La imagen es la percepción que tienen las personas acerca de un individuo, una institución o una situación; esta imagen suele permearse por diversos factores, tanto culturales como sociales y psicológicos, entre muchos otros, y su característica principal es que no es inmutable, sino que va cambiando constantemente, en especial cuando hablamos de personas, pero en el caso de instituciones también se dan cambios que no suelen ser tan lentos ni tan graduales como creeríamos en primera instancia.

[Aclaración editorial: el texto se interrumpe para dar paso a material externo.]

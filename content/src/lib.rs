//! `landing-content`: content model and storage for the landing page.
//!
//! The whole public site is driven by one JSON document
//! ([`LandingPageContent`]) plus a second file holding A/B tests
//! ([`AbTest`]). This crate owns:
//!
//! - the typed document model and its hardcoded defaults,
//! - the aggregated (public) view: active items only, sorted by `displayOrder`,
//! - JSON deep merge used by settings updates,
//! - file stores for both documents,
//! - cache backends (Redis, in-process, disabled) behind [`ContentCache`].

pub mod ab_test;
pub mod aggregate;
pub mod cache;
pub mod defaults;
pub mod merge;
pub mod model;
pub mod store;

pub use ab_test::{AbTest, AbTestStatus, Variant, VariantKey, VariantMetrics};
pub use aggregate::{ActiveExperiment, PublicLandingPage, aggregate};
pub use cache::{CacheError, ContentCache, MemoryCache, NoopCache, RedisCache};
pub use merge::deep_merge;
pub use model::LandingPageContent;
pub use store::{AbTestStore, ContentStore, StoreError};

/// Cache key holding the serialized aggregated view.
pub const AGGREGATED_CACHE_KEY: &str = "landing_page:aggregated";
//! JSON deep merge for partial settings updates.

use serde_json::Value;

/// Merge `patch` into `target` in place.
///
/// Objects merge key by key, recursively. A `null` in the patch removes the
/// key, so the typed model falls back to that field's default. Every other
/// value, arrays included, replaces what was there.
pub fn deep_merge(target: &mut Value, patch: Value) {
    match (target, patch) {
        (Value::Object(target), Value::Object(patch)) => {
            for (key, value) in patch {
                if value.is_null() {
                    target.remove(&key);
                    continue;
                }
                match target.get_mut(&key) {
                    Some(existing) => deep_merge(existing, value),
                    None => {
                        target.insert(key, value);
                    }
                }
            }
        }
        (target, patch) => *target = patch,
    }
}

#[cfg(test)]
mod tests {
    use super::*;
    use pretty_assertions::assert_eq;
    use serde_json::json;

    #[test]
    fn nested_objects_keep_untouched_keys() {
        let mut target = json!({
            "theme": { "primaryColor": "#111", "darkMode": false },
            "layout": { "containerWidth": "lg" }
        });
        deep_merge(&mut target, json!({ "theme": { "darkMode": true } }));
        assert_eq!(
            target,
            json!({
                "theme": { "primaryColor": "#111", "darkMode": true },
                "layout": { "containerWidth": "lg" }
            })
        );
    }

    #[test]
    fn arrays_are_replaced() {
        let mut target = json!({ "tags": [1, 2, 3] });
        deep_merge(&mut target, json!({ "tags": [9] }));
        assert_eq!(target, json!({ "tags": [9] }));
    }

    #[test]
    fn null_removes_key() {
        let mut target = json!({ "a": 1, "b": 2 });
        deep_merge(&mut target, json!({ "a": null }));
        assert_eq!(target, json!({ "b": 2 }));
    }

    #[test]
    fn scalar_over_object_replaces() {
        let mut target = json!({ "a": { "nested": true } });
        deep_merge(&mut target, json!({ "a": "flat" }));
        assert_eq!(target, json!({ "a": "flat" }));
    }

    #[test]
    fn new_keys_are_added() {
        let mut target = json!({});
        deep_merge(&mut target, json!({ "layout": { "sections": { "hero": { "enabled": false } } } }));
        assert_eq!(target["layout"]["sections"]["hero"]["enabled"], false);
    }
}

¿Cómo se crea la imagen? En lo personal se origina a través de nuestros atributos físicos, obviamente, pero también hacia otros factores que son determinados por nuestra personalidad: estilo de ropa y accesorios, corte de cabello, forma de expresarse tanto verbal como no verbal, e inclusive nuestros gustos artísticos. Esa imagen va variando conforme crecemos, pues no es la misma imagen la que se proyecta en secundaria que cuando se accede al primer trabajo después de terminar la licenciatura. Cada vez nos vamos viendo más maduros, más completos y complejos.
En el caso del sector turístico, la imagen es fundamental por varias razones. En primera, al ser parte del sector terciario, es decir, el sector de servicios, nuestra imagen personal es parte de la imagen de la empresa en la cual laboramos, y es por eso que se nos exige siempre la mejor presentación desde el momento de ir a ofrecer nuestros servicios profesionales en ese tipo de empresas. El uso de uniformes y distintivos, si bien no es mandatario en todas las empresas turísticas, sí es bastante común, y comunica una imagen más profesional y selecta a quienes los portan.
Debemos recordar también que nuestra filosofía y ética personal y profesional, se debe de alinear con la de la empresa en la cual queremos trabajar, para que así ambas imágenes (la personal y la corporativa) se empaten y sumen valor recíprocamente, pues si la imagen profesional que nosotros proyectamos como capital humano no se empata con la imagen corporativa de la empresa, será notorio para los clientes y el público en general, y la disonancia cognitiva generada por ese tipo de situaciones no será benéfica para ninguna de las partes.